A word about Viability

In this American society we have the privilage of great medical advances, good hospitals, sanitary conditions, etc.

When I hear about viability as an argument for determining when a fetus becomes a person, I have to ask why that fetus can be a person at 22 weeks today becasue of our advances in preemie care, but that fetus would not be a person 100 years ago when we could not support such an undeveloped infant.

The argument for viability says that personhood is only a consideration for the fetus at the earliest stage at which we have seen preemies survive. Prior to that point the fetus is just a blob of cells. Well as a current mature blob of cells I can attest to the fact that I am a person.

The idea of viability tells us nothing about the fetus itself. Viability is not dependant on the fetus. It is dependant upon the conditions in which the mother and child find themselves in. If the mother is pregnant in a third world country where medical treatment is rudimentary, viability is found at a much later stage of development than for the mother who is pregnant in an industrialized country where medical care can better care for a preemie. Viability even changes for the fetus from hospital to hospital. Differences in pediatric staffing, equipment, cleanliness, can all have a drastic effect on viability.

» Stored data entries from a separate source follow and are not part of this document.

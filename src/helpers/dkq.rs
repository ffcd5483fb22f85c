//! Discrete Kirchhoff quadrilateral, thin plate bending of a four node element
//!
//! Same rotation and curvature conventions as the DKT triangle. The normal
//! rotations vary quadratically along the edges through the mid-side
//! functions `N5..N8`.

use super::planar::{self, deflection_interpolation};
use super::{plane_stress_matrix, ElementHelper, HelperKind, IsoDomain};
use crate::elements::{Element, Topology};
use crate::error::{FEAError, FEAResult};
use crate::math::{invert_jacobian, IsoPoint, Mat, Vec3, Vector};
use crate::permutation::Dof;
use crate::results::Force;

#[derive(Debug, Clone, Copy, Default)]
pub struct DkqHelper;

/// Coefficients of one edge `ij`
#[derive(Debug, Clone, Copy)]
struct EdgeTerms {
    a: f64,
    b: f64,
    c: f64,
    d: f64,
    e: f64,
}

impl EdgeTerms {
    fn new(pi: Vec3, pj: Vec3) -> Self {
        let (x, y) = (pi.x - pj.x, pi.y - pj.y);
        let l2 = x * x + y * y;
        Self {
            a: -x / l2,
            b: 0.75 * x * y / l2,
            c: (0.25 * x * x - 0.5 * y * y) / l2,
            d: -y / l2,
            e: (0.25 * y * y - 0.5 * x * x) / l2,
        }
    }
}

/// Edges meeting at each corner, as indices into `N5..N8`
const CORNER_EDGES: [(usize, usize); 4] = [(4, 7), (5, 4), (6, 5), (7, 6)];

/// Derivatives of the eight serendipity functions with respect to xi and eta
fn serendipity_derivatives(xi: f64, eta: f64) -> ([f64; 8], [f64; 8]) {
    let n_xi = [
        0.25 * (2.0 * xi + eta) * (1.0 - eta),
        0.25 * (2.0 * xi - eta) * (1.0 - eta),
        0.25 * (2.0 * xi + eta) * (1.0 + eta),
        0.25 * (2.0 * xi - eta) * (1.0 + eta),
        -xi * (1.0 - eta),
        0.5 * (1.0 - eta * eta),
        -xi * (1.0 + eta),
        -0.5 * (1.0 - eta * eta),
    ];
    let n_eta = [
        0.25 * (2.0 * eta + xi) * (1.0 - xi),
        0.25 * (2.0 * eta - xi) * (1.0 + xi),
        0.25 * (2.0 * eta + xi) * (1.0 + xi),
        0.25 * (2.0 * eta - xi) * (1.0 - xi),
        -0.5 * (1.0 - xi * xi),
        -eta * (1.0 + xi),
        0.5 * (1.0 - xi * xi),
        -eta * (1.0 - xi),
    ];
    (n_xi, n_eta)
}

/// Rotation fields `Hx`, `Hy` evaluated with one set of serendipity values
fn h_vectors(edges: &[EdgeTerms; 4], n: &[f64; 8]) -> ([f64; 12], [f64; 12]) {
    let mut hx = [0.0; 12];
    let mut hy = [0.0; 12];
    for (i, &(k, m)) in CORNER_EDGES.iter().enumerate() {
        let (ek, em) = (edges[k - 4], edges[m - 4]);
        let (nk, nm) = (n[k], n[m]);

        hx[3 * i] = 1.5 * (ek.a * nk - em.a * nm);
        hx[3 * i + 1] = ek.b * nk + em.b * nm;
        hx[3 * i + 2] = n[i] - ek.c * nk - em.c * nm;

        hy[3 * i] = 1.5 * (ek.d * nk - em.d * nm);
        hy[3 * i + 1] = -n[i] + ek.e * nk + em.e * nm;
        hy[3 * i + 2] = -ek.b * nk - em.b * nm;
    }
    (hx, hy)
}

impl DkqHelper {
    fn local_corners(elm: &Element) -> FEAResult<[Vec3; 4]> {
        let nodes = elm.local_node_coordinates()?;
        match nodes.as_slice() {
            [a, b, c, d] => Ok([*a, *b, *c, *d]),
            _ => Err(FEAError::unsupported("DKQ needs four nodes")),
        }
    }
}

impl ElementHelper for DkqHelper {
    fn kind(&self) -> HelperKind {
        HelperKind::Dkq
    }

    fn dofs_per_node(&self) -> &'static [Dof] {
        &[Dof::Dz, Dof::Rx, Dof::Ry]
    }

    fn interpolated_dofs(&self) -> &'static [Dof] {
        &[Dof::Dz]
    }

    fn domain(&self) -> IsoDomain {
        IsoDomain::Rectangle
    }

    fn check(&self, elm: &Element) -> FEAResult<()> {
        planar::check_planar(elm, Topology::Quad4, "DKQ")?;
        let p = Self::local_corners(elm)?;
        let tol = elm.options().geometry_tolerance;
        for i in 0..4 {
            if (p[i] - p[(i + 1) % 4]).norm() < tol {
                return Err(FEAError::degenerate("quad has coincident nodes"));
            }
        }
        let dets: Vec<f64> = IsoDomain::Rectangle
            .node_locations()
            .into_iter()
            .map(|iso| self.det_j_at(elm, iso))
            .collect::<FEAResult<_>>()?;
        if !(dets.iter().all(|d| *d > tol) || dets.iter().all(|d| *d < -tol)) {
            return Err(FEAError::degenerate("quad is concave or has collapsed corners"));
        }
        Ok(())
    }

    fn n_matrix_at(&self, _elm: &Element, iso: IsoPoint) -> FEAResult<Mat> {
        Ok(deflection_interpolation(IsoDomain::Rectangle, iso))
    }

    fn b_matrix_at(&self, elm: &Element, iso: IsoPoint) -> FEAResult<Mat> {
        let p = Self::local_corners(elm)?;
        let edges = [
            EdgeTerms::new(p[0], p[1]),
            EdgeTerms::new(p[1], p[2]),
            EdgeTerms::new(p[2], p[3]),
            EdgeTerms::new(p[3], p[0]),
        ];

        let (n_xi, n_eta) = serendipity_derivatives(iso.xi, iso.eta);
        let (hx_xi, hy_xi) = h_vectors(&edges, &n_xi);
        let (hx_eta, hy_eta) = h_vectors(&edges, &n_eta);

        let j = self.j_matrix_at(elm, iso)?;
        let (inv, _) = invert_jacobian(&j, elm.options().geometry_tolerance)?;
        let (j11, j12, j21, j22) = (inv[(0, 0)], inv[(0, 1)], inv[(1, 0)], inv[(1, 1)]);

        let mut b = Mat::zeros(3, 12);
        for i in 0..12 {
            b[(0, i)] = j11 * hx_xi[i] + j12 * hx_eta[i];
            b[(1, i)] = j21 * hy_xi[i] + j22 * hy_eta[i];
            b[(2, i)] = j11 * hy_xi[i] + j12 * hy_eta[i] + j21 * hx_xi[i] + j22 * hx_eta[i];
        }
        Ok(b)
    }

    fn d_matrix_at(&self, elm: &Element, iso: IsoPoint) -> FEAResult<Mat> {
        let (t, mat) = planar::properties_at(elm, iso)?;
        Ok(plane_stress_matrix(&mat) * (t.powi(3) / 12.0))
    }

    fn rho_matrix_at(&self, elm: &Element, iso: IsoPoint) -> FEAResult<Mat> {
        let (t, mat) = planar::properties_at(elm, iso)?;
        Ok(Mat::from_element(1, 1, mat.rho * t))
    }

    fn mu_matrix_at(&self, elm: &Element, iso: IsoPoint) -> FEAResult<Mat> {
        let (t, mat) = planar::properties_at(elm, iso)?;
        Ok(Mat::from_element(1, 1, mat.mu * t))
    }

    fn j_matrix_at(&self, elm: &Element, iso: IsoPoint) -> FEAResult<Mat> {
        planar::jacobian(elm, IsoDomain::Rectangle, iso)
    }

    fn interpolation_at(&self, elm: &Element, iso: IsoPoint) -> FEAResult<Mat> {
        self.n_matrix_at(elm, iso)
    }

    fn n_max_order(&self, _elm: &Element) -> FEAResult<[usize; 3]> {
        Ok([1, 1, 0])
    }

    fn b_max_order(&self, _elm: &Element) -> FEAResult<[usize; 3]> {
        Ok([2, 2, 0])
    }

    fn det_j_order(&self, _elm: &Element) -> FEAResult<[usize; 3]> {
        Ok([1, 1, 0])
    }

    fn local_internal_force_at(&self, _elm: &Element, _u: &Vector, _iso: IsoPoint) -> FEAResult<Force> {
        Err(FEAError::unsupported(
            "plate internal force, use local_stress_at for bending moments",
        ))
    }
}

#[cfg(test)]
mod tests {
    use super::*;
    use crate::elements::{Material, Node, PlanarSection};
    use crate::math::max_asymmetry;
    use approx::assert_relative_eq;

    fn plate(corners: [(f64, f64); 4]) -> Element {
        Element::quad(31, corners.map(|(x, y)| Node::new(x, y, 0.0)))
            .with_planar_section(PlanarSection::new(0.02))
            .with_material(Material::isotropic(210e9, 0.3, 7850.0))
    }

    fn nodal(elm: &Element, f: impl Fn(f64, f64) -> [f64; 3]) -> Vector {
        let nodes = elm.local_node_coordinates().unwrap();
        Vector::from_iterator(12, nodes.iter().flat_map(|p| f(p.x, p.y)))
    }

    #[test]
    fn test_square_has_three_rigid_modes() {
        let elm = plate([(0.0, 0.0), (1.0, 0.0), (1.0, 1.0), (0.0, 1.0)]);
        let k = DkqHelper.local_stiffness_matrix(&elm).unwrap();
        assert!(max_asymmetry(&k) < 1e-9 * k.amax());

        let eig = k.symmetric_eigenvalues();
        let scale = eig.amax();
        assert_eq!(eig.iter().filter(|v| v.abs() < 1e-9 * scale).count(), 3);
    }

    #[test]
    fn test_distorted_quad_patch() {
        let elm = plate([(0.0, 0.0), (2.0, 0.3), (2.2, 1.9), (-0.1, 1.5)]);
        let iso = IsoPoint::on_plane(0.3, -0.2);
        let b = DkqHelper.b_matrix_at(&elm, iso).unwrap();

        for m in [
            nodal(&elm, |_, _| [1.0, 0.0, 0.0]),
            nodal(&elm, |_, y| [y, 1.0, 0.0]),
            nodal(&elm, |x, _| [-x, 0.0, 1.0]),
        ] {
            assert!((&b * m).amax() < 1e-12);
        }

        let bend = &b * nodal(&elm, |x, _| [0.5 * x * x, 0.0, -x]);
        assert_relative_eq!(bend[0], -1.0, epsilon = 1e-10);
        assert!(bend[1].abs() < 1e-10 && bend[2].abs() < 1e-10);
    }

    #[test]
    fn test_uniform_moment_resultant() {
        let elm = plate([(0.0, 0.0), (2.0, 0.0), (2.0, 1.0), (0.0, 1.0)]);
        let u = nodal(&elm, |_, y| [0.5 * y * y, y, 0.0]);
        let m = DkqHelper
            .local_stress_at(&elm, &u, IsoPoint::on_plane(0.1, 0.6))
            .unwrap();
        let d = 210e9 * 0.02f64.powi(3) / (12.0 * (1.0 - 0.09));
        assert_relative_eq!(m[1], -d, max_relative = 1e-9);
        assert_relative_eq!(m[0], -0.3 * d, max_relative = 1e-9);
    }
}
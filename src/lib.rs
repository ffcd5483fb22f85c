//! FEA Elements - finite element formulation in native Rust
//!
//! This library derives the element-level quantities of a 3D structural
//! model, leaving global assembly and the solver to the caller:
//! - Element stiffness, mass and damping matrices (local and global axes)
//! - Bars: truss, shaft, Euler-Bernoulli and Timoshenko beams with end releases
//! - Planar: CST and Q4 membranes, DKT and DKQ plates, flat shells
//! - Solids: linear tetrahedron
//! - Equivalent nodal loads and internal force recovery
//!
//! ## Example
//! ```rust
//! use fea_elements::prelude::*;
//!
//! let beam = Element::bar(1, Node::new(0.0, 0.0, 0.0), Node::new(5.0, 0.0, 0.0))
//!     .with_section(CrossSectionProperties::rectangular(0.3, 0.5))
//!     .with_material(Material::isotropic(30e9, 0.2, 2500.0));
//!
//! let k = beam.global_stiffness_matrix().unwrap();
//! assert_eq!(k.nrows(), 12);
//!
//! let load: ElementalLoad = UniformLoad::downward(10e3).into();
//! let forces = beam.global_equivalent_nodal_loads(&load).unwrap();
//! assert!((forces[0].fy + 25e3).abs() < 1e-6);
//! ```

pub mod batch;
pub mod elements;
pub mod error;
pub mod helpers;
pub mod loads;
pub mod math;
pub mod options;
pub mod permutation;
pub mod results;
pub mod transform;

// Re-export common types
pub mod prelude {
    pub use crate::batch::{compute_matrices, MatrixRequest};
    pub use crate::elements::{
        BarSection, Behavior, CrossSectionProperties, DofConstraint, Element, EndRelease,
        Material, MaterialProperties, MembraneFormulation, Node, PlanarSection,
        PolynomialSection, Topology,
    };
    pub use crate::error::{ElementId, FEAError, FEAResult};
    pub use crate::helpers::{BeamDirection, ElementHelper, HelperKind};
    pub use crate::loads::{
        ConcentratedLoad, CoordinateSystem, ElementalLoad, ImposedStrainLoad,
        PartialNonUniformLoad, UniformLoad,
    };
    pub use crate::math::{IsoPoint, Mat, Mat3, Polynomial, Vec3, Vector};
    pub use crate::options::FormulationOptions;
    pub use crate::permutation::Dof;
    pub use crate::results::{Displacement, Force};
}
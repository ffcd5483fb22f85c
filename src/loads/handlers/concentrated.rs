//! Point forces and moments on bars

use super::{
    bar_internal_force, bar_load_displacement, interpolated_components, nodal_forces, LoadHandler,
};
use crate::elements::Element;
use crate::error::{FEAError, FEAResult};
use crate::helpers::ElementHelper;
use crate::loads::{ConcentratedLoad, ElementalLoad};
use crate::math::IsoPoint;
use crate::results::{Displacement, Force};

/// Concentrated load on any bar helper: `N(xi)^T f`
#[derive(Debug, Clone, Copy, Default)]
pub struct BarConcentratedHandler;

impl BarConcentratedHandler {
    fn point_load(load: &ElementalLoad) -> FEAResult<&ConcentratedLoad> {
        match load {
            ElementalLoad::Concentrated(c) => Ok(c),
            _ => Err(FEAError::unsupported("bar concentrated handler needs a concentrated load")),
        }
    }
}

impl LoadHandler for BarConcentratedHandler {
    fn name(&self) -> &'static str {
        "bar concentrated"
    }

    fn can_handle(&self, _elm: &Element, helper: &dyn ElementHelper, load: &ElementalLoad) -> bool {
        helper.kind().is_bar() && matches!(load, ElementalLoad::Concentrated(_))
    }

    fn local_equivalent_nodal_loads(
        &self,
        elm: &Element,
        helper: &dyn ElementHelper,
        load: &ElementalLoad,
    ) -> FEAResult<Vec<Force>> {
        let c = Self::point_load(load)?;
        let iso = IsoPoint::on_line(c.iso_location.xi);
        helper.domain().check(iso, elm.options().iso_tolerance)?;

        let f = c.local_force(&elm.transformation()?);
        let n = helper.interpolation_at(elm, iso)?;
        let nodal = n.transpose() * interpolated_components(helper, f.to_array());
        nodal_forces(elm, helper, &nodal.column(0).into_owned())
    }

    fn local_load_internal_force_at(
        &self,
        elm: &Element,
        helper: &dyn ElementHelper,
        load: &ElementalLoad,
        iso: IsoPoint,
    ) -> FEAResult<Force> {
        let eq = self.local_equivalent_nodal_loads(elm, helper, load)?;
        bar_internal_force(elm, helper, load, &eq, iso.xi)
    }

    fn local_load_displacement_at(
        &self,
        elm: &Element,
        helper: &dyn ElementHelper,
        load: &ElementalLoad,
        iso: IsoPoint,
    ) -> FEAResult<Displacement> {
        let eq = self.local_equivalent_nodal_loads(elm, helper, load)?;
        bar_load_displacement(elm, helper, load, &eq, iso.xi)
    }
}
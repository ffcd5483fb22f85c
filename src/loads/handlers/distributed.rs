//! Consistent nodal loads of distributed loads on bars

use log::debug;

use super::{
    bar_internal_force, bar_load_displacement, interpolated_components, nodal_forces, LineLoad,
    LoadHandler,
};
use crate::elements::Element;
use crate::error::{FEAError, FEAResult};
use crate::helpers::{ElementHelper, HelperKind};
use crate::loads::ElementalLoad;
use crate::math::{gauss_point_count, GaussianIntegrator, IsoPoint, Vec3};
use crate::results::{Displacement, Force};

/// Distributed load on any bar helper: `integral of N^T q |J|` over the
/// loaded span, whatever the end releases
#[derive(Debug, Clone, Copy, Default)]
pub struct BarDistributedHandler;

impl LoadHandler for BarDistributedHandler {
    fn name(&self) -> &'static str {
        "bar distributed"
    }

    fn can_handle(&self, elm: &Element, helper: &dyn ElementHelper, load: &ElementalLoad) -> bool {
        let kind = helper.kind();
        let uniform_section = elm.bar_section().map(|s| s.is_uniform()).unwrap_or(false);
        kind.is_bar()
            && load.is_distributed()
            && (!matches!(kind, HelperKind::TimoshenkoBeam(_)) || uniform_section)
    }

    fn local_equivalent_nodal_loads(
        &self,
        elm: &Element,
        helper: &dyn ElementHelper,
        load: &ElementalLoad,
    ) -> FEAResult<Vec<Force>> {
        let line = LineLoad::from_load(elm, load)?
            .ok_or_else(|| FEAError::unsupported("bar distributed handler needs a distributed load"))?;
        let degree = helper.n_max_order(elm)?[0] + line.severity.degree();
        let points = gauss_point_count(degree);
        debug!(
            "element {}: {:?} distributed load with {points} gauss points",
            elm.id(),
            helper.kind()
        );

        let nodal = GaussianIntegrator::line(line.start_xi, line.end_xi, points).integrate(|xi, _, _| {
            let iso = IsoPoint::on_line(xi);
            let q: Vec3 = line.intensity_at(xi);
            let values = [q.x, q.y, q.z, 0.0, 0.0, 0.0];
            let n = helper.interpolation_at(elm, iso)?;
            let det = helper.det_j_at(elm, iso)?;
            Ok(n.transpose() * interpolated_components(helper, values) * det.abs())
        })?;
        nodal_forces(elm, helper, &nodal.column(0).into_owned())
    }

    fn local_load_internal_force_at(
        &self,
        elm: &Element,
        helper: &dyn ElementHelper,
        load: &ElementalLoad,
        iso: IsoPoint,
    ) -> FEAResult<Force> {
        let eq = self.local_equivalent_nodal_loads(elm, helper, load)?;
        bar_internal_force(elm, helper, load, &eq, iso.xi)
    }

    fn local_load_displacement_at(
        &self,
        elm: &Element,
        helper: &dyn ElementHelper,
        load: &ElementalLoad,
        iso: IsoPoint,
    ) -> FEAResult<Displacement> {
        let eq = self.local_equivalent_nodal_loads(elm, helper, load)?;
        bar_load_displacement(elm, helper, load, &eq, iso.xi)
    }
}

#[cfg(test)]
mod tests {
    use super::*;
    use crate::elements::{
        BarSection, CrossSectionProperties, EndRelease, Material, Node, PolynomialSection,
    };
    use crate::helpers::{BeamDirection, EulerBernoulliBeamHelper, TimoshenkoBeamHelper, TrussHelper};
    use crate::loads::{CoordinateSystem, PartialNonUniformLoad, UniformLoad};
    use approx::assert_relative_eq;

    fn beam() -> Element {
        Element::bar(6, Node::new(0.0, 0.0, 0.0), Node::new(4.0, 0.0, 0.0))
            .with_section(CrossSectionProperties::rectangular(0.3, 0.5))
            .with_material(Material::isotropic(30e9, 0.2, 2500.0))
    }

    #[test]
    fn test_propped_cantilever_end_forces() {
        let elm = beam().with_end_release(EndRelease::hinged());
        let helper = EulerBernoulliBeamHelper::new(BeamDirection::Z);
        let load: ElementalLoad = UniformLoad::local(Vec3::y(), -6.0).into();
        let f = BarDistributedHandler
            .local_equivalent_nodal_loads(&elm, &helper, &load)
            .unwrap();
        // fixed-pinned: 5qL/8, 3qL/8, qL^2/8 at the fixed end
        assert_relative_eq!(f[0].fy, -6.0 * 4.0 * 5.0 / 8.0, max_relative = 1e-12);
        assert_relative_eq!(f[1].fy, -6.0 * 4.0 * 3.0 / 8.0, max_relative = 1e-12);
        assert_relative_eq!(f[0].mz, -6.0 * 16.0 / 8.0, max_relative = 1e-12);
        assert_relative_eq!(f[1].mz, 0.0, epsilon = 1e-12);
    }

    #[test]
    fn test_triangular_load_on_fixed_beam() {
        let elm = beam();
        let helper = EulerBernoulliBeamHelper::new(BeamDirection::Z);
        let load: ElementalLoad =
            PartialNonUniformLoad::triangular(Vec3::y(), -9.0, -1.0, 1.0, CoordinateSystem::Local)
                .unwrap()
                .into();
        let f = BarDistributedHandler
            .local_equivalent_nodal_loads(&elm, &helper, &load)
            .unwrap();
        // 3qL/20 and qL^2/30 at the light end, 7qL/20 and qL^2/20 at the heavy end
        let (q, l) = (-9.0, 4.0);
        assert_relative_eq!(f[0].fy, 3.0 * q * l / 20.0, max_relative = 1e-12);
        assert_relative_eq!(f[1].fy, 7.0 * q * l / 20.0, max_relative = 1e-12);
        assert_relative_eq!(f[0].mz, q * l * l / 30.0, max_relative = 1e-12);
        assert_relative_eq!(f[1].mz, -q * l * l / 20.0, max_relative = 1e-12);
    }

    #[test]
    fn test_partial_axial_load() {
        let elm = beam();
        let load: ElementalLoad = PartialNonUniformLoad::new(
            Vec3::x(),
            crate::math::Polynomial::constant(2.0),
            0.0,
            1.0,
            CoordinateSystem::Local,
        )
        .into();
        let f = BarDistributedHandler
            .local_equivalent_nodal_loads(&elm, &TrussHelper, &load)
            .unwrap();
        // 4 kN over the far half; centroid at x = 3
        assert_relative_eq!(f[0].fx, 1.0, max_relative = 1e-12);
        assert_relative_eq!(f[1].fx, 3.0, max_relative = 1e-12);

        let n = BarDistributedHandler
            .local_load_internal_force_at(&elm, &TrussHelper, &load, IsoPoint::on_line(-0.5))
            .unwrap();
        assert_relative_eq!(n.fx, 1.0, max_relative = 1e-12);
    }

    #[test]
    fn test_timoshenko_needs_uniform_section() {
        let tapered = BarSection::Polynomial(PolynomialSection::tapered(
            CrossSectionProperties::rectangular(0.3, 0.5),
            CrossSectionProperties::rectangular(0.3, 0.7),
        ));
        let elm = beam().with_section(tapered);
        let helper = TimoshenkoBeamHelper::new(BeamDirection::Z);
        let load: ElementalLoad = UniformLoad::local(Vec3::y(), -1.0).into();
        assert!(!BarDistributedHandler.can_handle(&elm, &helper, &load));
        assert!(BarDistributedHandler.can_handle(&beam(), &helper, &load));
    }

    #[test]
    fn test_timoshenko_uniform_load_fixed_end_forces() {
        // shear flexibility does not change fixed end forces of a uniform load
        let elm = beam();
        let helper = TimoshenkoBeamHelper::new(BeamDirection::Z);
        let load: ElementalLoad = UniformLoad::local(Vec3::y(), -5.0).into();
        let f = BarDistributedHandler
            .local_equivalent_nodal_loads(&elm, &helper, &load)
            .unwrap();
        assert_relative_eq!(f[0].fy, -10.0, max_relative = 1e-10);
        assert_relative_eq!(f[0].mz, -5.0 * 16.0 / 12.0, max_relative = 1e-10);

        // midspan deflection adds q L^2 / (8 k G A) to the bending part
        let d = BarDistributedHandler
            .local_load_displacement_at(&elm, &helper, &load, IsoPoint::on_line(0.0))
            .unwrap();
        let sec = CrossSectionProperties::rectangular(0.3, 0.5);
        let mat = crate::elements::MaterialProperties::isotropic(30e9, 0.2, 2500.0);
        let bending = -5.0 * 256.0 / (384.0 * mat.ex * sec.iz);
        let shear = -5.0 * 16.0 / (8.0 * mat.gxy * sec.ay);
        assert_relative_eq!(d.dy, bending + shear, max_relative = 1e-9);
    }
}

So viability depends on quality medical care, advancement in medical technology, the mother's care of her body during pregnancy, but not one bit of viability has anything to do with the fetus itself.

As an additional note, an infant is not anymore autonomous than the unborn. If you leave an infant alone to fend for itself, it will die.

1 comment:

  1. Quite simply, if it can be assigned arbitrarily, its a lousy (and unreliable) reference for when human life begins.
    If it can be assigned at all, it can be assigned to suit an agenda, a subjective agenda.

    I will delve into the rare realm of opinion on this one.
    Viability should be nothing more than a line of demarcation where the medical community is confident that it can safely deliver a healthy child into the world.
    If it is not at a stage of viability, delivery should not be attempted (translation, should not be legal in cases where the life of the mother is not at risk as to do so would violate the rights of the unborn).
    Viability should be nothing more than a safe zone where the medical community is confident it can bring a healthy child into the world.

    Humanity does not hinge on viability, so with respect to human rights - such as the right to life - viability is irrelevant.